Genetic counseling involves working with an individual or family at potential risk for an inherited condition or birth defect. It relies on communication skills to help individuals and families to understand how inheritance works and what causes genetic conditions. Counseling may be provided by specially trained counselors, physicians or nurses.
There are four basic steps in providing genetic counseling services:
- Diagnosis - This requires taking an accurate and detailed family and medical history and possibly conducting a physical examination and laboratory testing.
- Information Counseling - Communicating information and education to the patient and family is an important step in the process.
- Supportive Counseling - Providing emotional and psychological support for families, as well as referral to support groups concerning a specific condition, is an important role for the genetic counselor.
- Follow-up - The counseling session and the long-term medical recommendations should be summarized in a follow-up letter to the patient. Who Benefits from Genetic Services?
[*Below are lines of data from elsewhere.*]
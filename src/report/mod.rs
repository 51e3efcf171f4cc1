//! Run artefacts: the loss-curve plot and the epoch history.

pub mod history;
pub mod loss_curve;

pub use history::{load_history, save_history};
pub use loss_curve::{render_loss_curve, save_loss_curve};
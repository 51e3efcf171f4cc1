use std::path::Path;

/// Every failure the crate can report.
///
/// `Data` and `Config` are raised before the first epoch runs, `Device` aborts
/// the run when the requested backend is unavailable, and `State` marks a
/// training run that cannot be finalised (no best snapshot was ever recorded).
#[derive(thiserror::Error, Debug)]
pub enum Error {
    /// Missing or corrupt input file, wrong field name, or shape mismatch.
    #[error("data error: {0}")]
    Data(String),

    /// Requested compute device is not available.
    #[error("device error: {0}")]
    Device(String),

    /// Training state invariant violated (e.g. finalize without a snapshot).
    #[error("state error: {0}")]
    State(String),

    /// Invalid configuration value (e.g. unknown backbone name).
    #[error("configuration error: {0}")]
    Config(String),

    #[error("I/O error: {0}")]
    Io(#[from] std::io::Error),

    #[error("serialization error: {0}")]
    Json(#[from] serde_json::Error),
}

/// Convenience alias for `std::result::Result<T, Error>`.
pub type Result<T> = std::result::Result<T, Error>;

impl Error {
    pub(crate) fn data_at(path: &Path, reason: impl std::fmt::Display) -> Error {
        Error::Data(format!("{}: {}", path.display(), reason))
    }
}
use rand::rngs::StdRng;
use rand::{Rng, SeedableRng};

use crate::layers::Mode;

/// Inverted dropout: in `Train` mode each unit is zeroed with probability
/// `rate` and survivors are scaled by `1 / (1 - rate)`; `Eval` is identity.
#[derive(Debug, Clone)]
pub struct Dropout {
    rate: f64,
    rng: StdRng,
    mask: Vec<f64>,
}

impl Dropout {
    pub fn new(rate: f64, seed: u64) -> Dropout {
        assert!((0.0..1.0).contains(&rate), "dropout rate must be in [0, 1)");
        Dropout { rate, rng: StdRng::seed_from_u64(seed), mask: Vec::new() }
    }

    pub fn rate(&self) -> f64 {
        self.rate
    }

    pub fn forward(&mut self, input: &[f64], mode: Mode) -> Vec<f64> {
        if mode == Mode::Eval || self.rate == 0.0 {
            self.mask = vec![1.0; input.len()];
            return input.to_vec();
        }
        let keep = 1.0 / (1.0 - self.rate);
        let rate = self.rate;
        let rng = &mut self.rng;
        self.mask = input.iter()
            .map(|_| if rng.gen::<f64>() < rate { 0.0 } else { keep })
            .collect();
        input.iter().zip(self.mask.iter()).map(|(x, m)| x * m).collect()
    }

    pub fn backward(&self, d_output: &[f64]) -> Vec<f64> {
        d_output.iter().zip(self.mask.iter()).map(|(g, m)| g * m).collect()
    }
}
use std::path::PathBuf;

use serde::{Serialize, Deserialize};

use crate::device::Device;
use crate::error::{Error, Result};
use crate::loss::loss_type::LossType;
use crate::optim::OptimizerKind;
use crate::train::early_stopping::StopDirection;

/// Rule that decides whether an epoch replaces the best snapshot.
#[derive(Debug, Clone, Copy, PartialEq, Eq, Default, Serialize, Deserialize)]
#[serde(rename_all = "snake_case")]
pub enum Selection {
    /// Higher validation accuracy, ties broken by training accuracy.
    #[default]
    Accuracy,
    /// Lower validation loss.
    ValLoss,
}

/// Configuration of one `Trainer` run.
///
/// # Fields
/// - `epochs`          — maximum number of passes over the training data
/// - `batch_size`      — samples per optimiser step
/// - `learning_rate`   — initial learning rate
/// - `lr_gamma`        — factor applied to the learning rate after every epoch
/// - `patience`        — epochs without validation-loss improvement before stopping
/// - `checkpoint_path` — when set, every new best snapshot is written there and
///                       read back at the end of the run
#[derive(Debug, Clone, PartialEq, Serialize, Deserialize)]
#[serde(default)]
pub struct TrainConfig {
    pub epochs: usize,
    pub batch_size: usize,
    pub learning_rate: f64,
    pub lr_gamma: f64,
    pub patience: usize,
    pub min_delta: f64,
    pub stop_direction: StopDirection,
    pub optimizer: OptimizerKind,
    pub loss: LossType,
    pub selection: Selection,
    pub shuffle: bool,
    pub seed: u64,
    pub device: Device,
    pub checkpoint_path: Option<PathBuf>,
}

impl Default for TrainConfig {
    fn default() -> Self {
        TrainConfig {
            epochs: 10,
            batch_size: 256,
            learning_rate: 0.001,
            lr_gamma: 0.95,
            patience: 5,
            min_delta: 0.0,
            stop_direction: StopDirection::Minimize,
            optimizer: OptimizerKind::Adam,
            loss: LossType::Mse,
            selection: Selection::Accuracy,
            shuffle: true,
            seed: 42,
            device: Device::Auto,
            checkpoint_path: None,
        }
    }
}

impl TrainConfig {
    pub fn new(epochs: usize, batch_size: usize, learning_rate: f64) -> Self {
        TrainConfig { epochs, batch_size, learning_rate, ..TrainConfig::default() }
    }

    pub fn validate(&self) -> Result<()> {
        if self.batch_size == 0 {
            return Err(Error::Config("batch_size must be at least 1".into()));
        }
        if !self.learning_rate.is_finite() || self.learning_rate < 0.0 {
            return Err(Error::Config(format!("invalid learning rate {}", self.learning_rate)));
        }
        if !(self.lr_gamma > 0.0 && self.lr_gamma <= 1.0) {
            return Err(Error::Config(format!("lr_gamma must be in (0, 1], got {}", self.lr_gamma)));
        }
        if self.patience == 0 {
            return Err(Error::Config("patience must be at least 1".into()));
        }
        Ok(())
    }
}
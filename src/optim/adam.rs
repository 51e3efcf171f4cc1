use std::collections::HashMap;

use crate::layers::param::NamedParamMut;
use crate::math::matrix::Matrix;
use crate::optim::Optimizer;

/// First and second moment estimates for one parameter tensor.
struct Moments {
    m: Matrix,
    v: Matrix,
}

/// Adaptive moment estimation (Kingma & Ba) with bias correction.
///
/// Moments are keyed by the parameter's qualified name, so the optimizer can
/// be handed a freshly collected parameter list on every step.
pub struct Adam {
    pub learning_rate: f64,
    pub beta1: f64,
    pub beta2: f64,
    pub epsilon: f64,
    t: i32,
    moments: HashMap<String, Moments>,
}

impl Adam {
    pub fn new(learning_rate: f64) -> Adam {
        Adam::with_betas(learning_rate, 0.9, 0.999, 1e-8)
    }

    pub fn with_betas(learning_rate: f64, beta1: f64, beta2: f64, epsilon: f64) -> Adam {
        Adam { learning_rate, beta1, beta2, epsilon, t: 0, moments: HashMap::new() }
    }

    /// Number of steps taken so far.
    pub fn steps(&self) -> i32 {
        self.t
    }
}

impl Optimizer for Adam {
    fn step(&mut self, params: Vec<NamedParamMut<'_>>) {
        self.t += 1;
        let bc1 = 1.0 - self.beta1.powi(self.t);
        let bc2 = 1.0 - self.beta2.powi(self.t);

        for (name, param) in params.into_iter().filter(|(_, p)| p.is_trainable()) {
            let (rows, cols) = param.value.shape();
            let state = self.moments.entry(name).or_insert_with(|| Moments {
                m: Matrix::zeros(rows, cols),
                v: Matrix::zeros(rows, cols),
            });
            for i in 0..rows {
                for j in 0..cols {
                    let g = param.grad.data[i][j];
                    let m = &mut state.m.data[i][j];
                    let v = &mut state.v.data[i][j];
                    *m = self.beta1 * *m + (1.0 - self.beta1) * g;
                    *v = self.beta2 * *v + (1.0 - self.beta2) * g * g;
                    let m_hat = *m / bc1;
                    let v_hat = *v / bc2;
                    param.value.data[i][j] -= self.learning_rate * m_hat / (v_hat.sqrt() + self.epsilon);
                }
            }
        }
    }

    fn learning_rate(&self) -> f64 {
        self.learning_rate
    }

    fn set_learning_rate(&mut self, lr: f64) {
        self.learning_rate = lr;
    }
}

#[cfg(test)]
mod tests {
    use super::*;
    use crate::layers::param::Param;

    #[test]
    fn first_step_moves_by_learning_rate() {
        let mut p = Param::new(Matrix::from_data(vec![vec![1.0, -1.0]]));
        p.grad = Matrix::from_data(vec![vec![0.5, -3.0]]);
        let mut adam = Adam::new(0.1);
        adam.step(vec![("p".to_string(), &mut p)]);
        // Bias-corrected first step is ±lr regardless of gradient magnitude.
        assert!((p.value.data[0][0] - 0.9).abs() < 1e-6);
        assert!((p.value.data[0][1] + 0.9).abs() < 1e-6);
    }

    #[test]
    fn frozen_params_are_untouched() {
        let mut p = Param::new(Matrix::from_data(vec![vec![1.0]]));
        p.frozen = true;
        p.grad = Matrix::from_data(vec![vec![1.0]]);
        let mut adam = Adam::new(0.1);
        adam.step(vec![("p".to_string(), &mut p)]);
        assert_eq!(p.value.data[0][0], 1.0);
    }
}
Who Benefits from Genetic Services?
- Women whose pregnancy may be at increased risk for complications or birth defects based on age, blood tests, ultra-sound findings or family history
- Women who have had two or more miscarriages, a stillbirth or a baby who died
- Women considering pregnancy or who are pregnant and taking prescription medication
- Couples who would like prenatal testing or more information about genetic conditions that occur more frequently in their ethnic group
- Couples who are blood relatives
- Parents whose child has been diagnosed with a genetic condition, mental retardation or birth defect
- Individuals who are concerned about their personal risk for disease based on lifestyle, occupational exposures, medical history or family history
- Individuals who are concerned about their risk of developing cancer based on personal or family history
What Should You Ask a Genetic Counselor?
- What causes this condition?
- What are the features of this condition?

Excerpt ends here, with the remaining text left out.